:: DIRECTIONS FOR THIS TASK ::
Using the entries that follow, state how many lines contain "bail", with no other words.

:: DATASET EXTRACT ::
use std::path::Path;
use std::sync::Arc;
use std::time::Duration;

use anyhow::{bail, Result};
use async_trait::async_trait;
use hkrag_core::splitter::TextSplitter;
use hkrag_core::traits::{Embedder, Generator, VectorStore};
use hkrag_core::types::{Chunk, Document, QueryResponse, RetrievalResult};
use hkrag_embed::HashEmbedder;
use hkrag_pipeline::QueryPipeline;
use hkrag_server::{app_router, AppState, ErrorBody, HealthResponse, Metrics, MetricsSnapshot, RootResponse, WELCOME_MESSAGE};
use hkrag_vector::LanceVectorStore;
use serde_json::json;
use tempfile::TempDir;

const DIM: usize = 128;

/// Fails any question mentioning "fail", answers everything else.
struct StubGenerator;

impl Generator for StubGenerator {
    fn model_id(&self) -> &str { "stub" }
    fn generate(&self, prompt: &str) -> Result<String> {
        if prompt.contains("fail") {
            bail!("upstream model error");
        }
        Ok("The Hospital Authority manages public hospitals.".to_string())
    }
}

async fn grounded_pipeline(dir: &Path) -> QueryPipeline {
    let embedder: Arc<dyn Embedder> = Arc::new(HashEmbedder::new(DIM));
    let docs = vec![
        Document::new("Hospital Authority governs public hospitals in Hong Kong", "HA_report.pdf", "reports"),
        Document::new("General outpatient clinics serve low-income patients.", "gopc.txt", "document"),
        Document::new("Facility: Queen Mary Hospital\nType: Hospital\nDistrict: Southern\nAddress: Unknown", "facilities.json#0", "facility"),
    ];
    let chunks = TextSplitter::default().split_documents(&docs);
    let texts: Vec<String> = chunks.iter().map(|c| c.text.clone()).collect();
    let store = LanceVectorStore::open(dir, "documents", DIM).await.unwrap();
    store.add(&chunks, &embedder.embed_batch(&texts).unwrap()).await.unwrap();
    let store: Arc<dyn VectorStore> = Arc::new(store);
    QueryPipeline::select(Some(store), Some(embedder), Arc::new(StubGenerator), 4)
}

async fn spawn_server(pipeline: QueryPipeline) -> (String, tokio::task::JoinHandle<()>) {
    let app = app_router(AppState::new(pipeline));
    let listener = tokio::net::TcpListener::bind("127.0.0.1:0").await.expect("bind test listener");
    let addr = listener.local_addr().expect("listener addr");
    let handle = tokio::spawn(async move {
        axum::serve(listener, app).await.expect("server run");
    });
    (format!("http://{}", addr), handle)
}

#[tokio::test]
async fn query_returns_answer_sources_and_latency() {
    let tmp = TempDir::new().unwrap();
    let (base, handle) = spawn_server(grounded_pipeline(tmp.path()).await).await;
    let client = reqwest::Client::new();

    let resp = client
        .post(format!("{base}/query"))
        .json(&json!({"question": "Who governs public hospitals?"}))
        .send()
        .await
        .expect("query response");
    assert_eq!(resp.status(), 200);
    let body: QueryResponse = resp.json().await.expect("query json");
    assert!(!body.answer.is_empty());
    assert!(body.sources.contains(&"HA_report.pdf".to_string()));
    assert!(body.sources.len() <= 4);
    assert!(body.latency_seconds.is_some());

    handle.abort();
}

#[tokio::test]
async fn metrics_count_successes_and_failures() {
    let tmp = TempDir::new().unwrap();
    let (base, handle) = spawn_server(grounded_pipeline(tmp.path()).await).await;
    let client = reqwest::Client::new();

    let ok = client.post(format!("{base}/query")).json(&json!({"question": "Who governs public hospitals?"})).send().await.unwrap();
    assert_eq!(ok.status(), 200);
    let failed = client.post(format!("{base}/query")).json(&json!({"question": "please fail"})).send().await.unwrap();
    assert_eq!(failed.status(), 500);
    let err: ErrorBody = failed.json().await.unwrap();
    assert!(err.detail.contains("upstream model error"));

    let m: MetricsSnapshot = client.get(format!("{base}/metrics")).send().await.unwrap().json().await.unwrap();
    assert_eq!(m.total_queries, 2);
    assert_eq!(m.total_errors, 1);
    assert_eq!(m.error_rate, 50.0);
    assert!(m.average_latency_seconds >= 0.0);
    assert!(chrono::DateTime::parse_from_rfc3339(&m.uptime_since).is_ok());

    let reset: MetricsSnapshot = client.post(format!("{base}/metrics/reset")).send().await.unwrap().json().await.unwrap();
    assert_eq!((reset.total_queries, reset.total_errors, reset.error_rate), (0, 0, 0.0));
    assert_eq!(reset.uptime_since, m.uptime_since);

    handle.abort();
}

#[tokio::test]
async fn blank_question_is_rejected_and_not_counted() {
    let (base, handle) = spawn_server(QueryPipeline::select(None, None, Arc::new(StubGenerator), 4)).await;
    let client = reqwest::Client::new();
    let resp = client.post(format!("{base}/query")).json(&json!({"question": "   "})).send().await.unwrap();
    assert_eq!(resp.status(), 400);
    let m: MetricsSnapshot = client.get(format!("{base}/metrics")).send().await.unwrap().json().await.unwrap();
    assert_eq!(m.total_queries, 0);
    assert_eq!(m.error_rate, 0.0);
    handle.abort();
}

#[tokio::test]
async fn health_reports_store_entries() {
    let tmp = TempDir::new().unwrap();
    let (base, handle) = spawn_server(grounded_pipeline(tmp.path()).await).await;
    let resp = reqwest::get(format!("{base}/health")).await.unwrap();
    assert_eq!(resp.status(), 200);
    let body: HealthResponse = resp.json().await.unwrap();
    assert_eq!(body.status, "healthy");
    assert_eq!(body.documents, 3);
    assert!(chrono::DateTime::parse_from_rfc3339(&body.timestamp).is_ok());
    handle.abort();
}

#[tokio::test]
async fn ungrounded_server_is_unhealthy_but_answers() {
    let (base, handle) = spawn_server(QueryPipeline::select(None, None, Arc::new(StubGenerator), 4)).await;
    let client = reqwest::Client::new();

    let health = client.get(format!("{base}/health")).send().await.unwrap();
    assert_eq!(health.status(), 503);
    let err: ErrorBody = health.json().await.unwrap();
    assert_eq!(err.detail, "Service unhealthy");

    let root: RootResponse = client.get(format!("{base}/")).send().await.unwrap().json().await.unwrap();
    assert_eq!(root.message, WELCOME_MESSAGE);
    assert_eq!(root.mode, "ungrounded");

    let resp: QueryResponse = client
        .post(format!("{base}/query"))
        .json(&json!({"question": "What is the Hospital Authority?"}))
        .send()
        .await
        .unwrap()
        .json()
        .await
        .unwrap();
    assert!(!resp.answer.is_empty());
    assert!(resp.sources.is_empty());
    handle.abort();
}

#[test]
fn metrics_object_lifecycle() {
    let m = Metrics::new();
    assert_eq!(m.snapshot().average_latency_seconds, 0.0);
    m.record_success(Duration::from_millis(1500));
    m.record_success(Duration::from_millis(500));
    m.record_failure();
    let s = m.snapshot();
    assert_eq!(s.total_queries, 3);
    assert_eq!(s.total_errors, 1);
    assert_eq!(s.error_rate, 33.33);
    assert_eq!(s.average_latency_seconds, 0.67);
    m.reset();
    assert_eq!(m.snapshot().total_queries, 0);
}

struct UnreachableEmbedder;

impl Embedder for UnreachableEmbedder {
    fn embedder_id(&self) -> &str { "cohere:embed-english-light-v3.0:d128" }
    fn dim(&self) -> usize { DIM }
    fn embed_batch(&self, _texts: &[String]) -> Result<Vec<Vec<f32>>> {
        bail!("embedding service unreachable")
    }
}

/// A store whose files went missing after startup.
struct BrokenStore;

#[async_trait]
impl VectorStore for BrokenStore {
    async fn add(&self, _chunks: &[Chunk], _embeddings: &[Vec<f32>]) -> Result<usize> {
        bail!("store is read-only")
    }
    async fn similarity_search(&self, _query_vec: &[f32], _k: usize) -> Result<Vec<RetrievalResult>> {
        bail!("vector index unreadable")
    }
    async fn count(&self) -> Result<usize> {
        bail!("vector index unreadable")
    }
}

async fn assert_query_fails_and_is_counted(pipeline: QueryPipeline, expected: &str) {
    let (base, handle) = spawn_server(pipeline).await;
    let client = reqwest::Client::new();

    let resp = client.post(format!("{base}/query")).json(&json!({"question": "Who runs public hospitals?"})).send().await.unwrap();
    assert_eq!(resp.status(), 500);
    let err: ErrorBody = resp.json().await.expect("json error body");
    assert!(err.detail.contains(expected), "{}", err.detail);

    let m: MetricsSnapshot = client.get(format!("{base}/metrics")).send().await.unwrap().json().await.unwrap();
    assert_eq!((m.total_queries, m.total_errors), (1, 1));
    assert_eq!(m.error_rate, 100.0);

    let root = client.get(format!("{base}/")).send().await.unwrap();
    assert_eq!(root.status(), 200, "server keeps serving after a failed query");
    handle.abort();
}

#[tokio::test]
async fn embedding_failure_is_a_counted_500() {
    let tmp = TempDir::new().unwrap();
    let store: Arc<dyn VectorStore> = Arc::new(LanceVectorStore::open(tmp.path(), "documents", DIM).await.unwrap());
    let pipeline = QueryPipeline::select(Some(store), Some(Arc::new(UnreachableEmbedder)), Arc::new(StubGenerator), 4);
    assert_query_fails_and_is_counted(pipeline, "embedding service unreachable").await;
}

#[tokio::test]
async fn retrieval_failure_is_a_counted_500() {
    let embedder: Arc<dyn Embedder> = Arc::new(HashEmbedder::new(DIM));
    let pipeline = QueryPipeline::select(Some(Arc::new(BrokenStore)), Some(embedder), Arc::new(StubGenerator), 4);
    assert_query_fails_and_is_counted(pipeline, "vector index unreadable").await;
}

#[tokio::test]
async fn unreadable_store_reports_unhealthy() {
    let embedder: Arc<dyn Embedder> = Arc::new(HashEmbedder::new(DIM));
    let pipeline = QueryPipeline::select(Some(Arc::new(BrokenStore)), Some(embedder), Arc::new(StubGenerator), 4);
    let (base, handle) = spawn_server(pipeline).await;

    let resp = reqwest::get(format!("{base}/health")).await.unwrap();
    assert_eq!(resp.status(), 503);
    let err: ErrorBody = resp.json().await.unwrap();
    assert_eq!(err.detail, "Service unhealthy");
    handle.abort();
}

#[tokio::test]
async fn malformed_bodies_get_a_detail_error() {
    let (base, handle) = spawn_server(QueryPipeline::select(None, None, Arc::new(StubGenerator), 4)).await;
    let client = reqwest::Client::new();

    let missing_field = client.post(format!("{base}/query")).json(&json!({"q": "hospitals"})).send().await.unwrap();
    assert_eq!(missing_field.status(), 422);
    let err: ErrorBody = missing_field.json().await.expect("json error body");
    assert!(err.detail.contains("question"), "{}", err.detail);

    let not_json = client
        .post(format!("{base}/query"))
        .header("content-type", "application/json")
        .body("{not json")
        .send()
        .await
        .unwrap();
    assert_eq!(not_json.status(), 400);
    let err: ErrorBody = not_json.json().await.expect("json error body");
    assert!(!err.detail.is_empty());

    let m: MetricsSnapshot = client.get(format!("{base}/metrics")).send().await.unwrap().json().await.unwrap();
    assert_eq!(m.total_queries, 0);
    handle.abort();
}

:: EXERCISE SOLUTION ::
6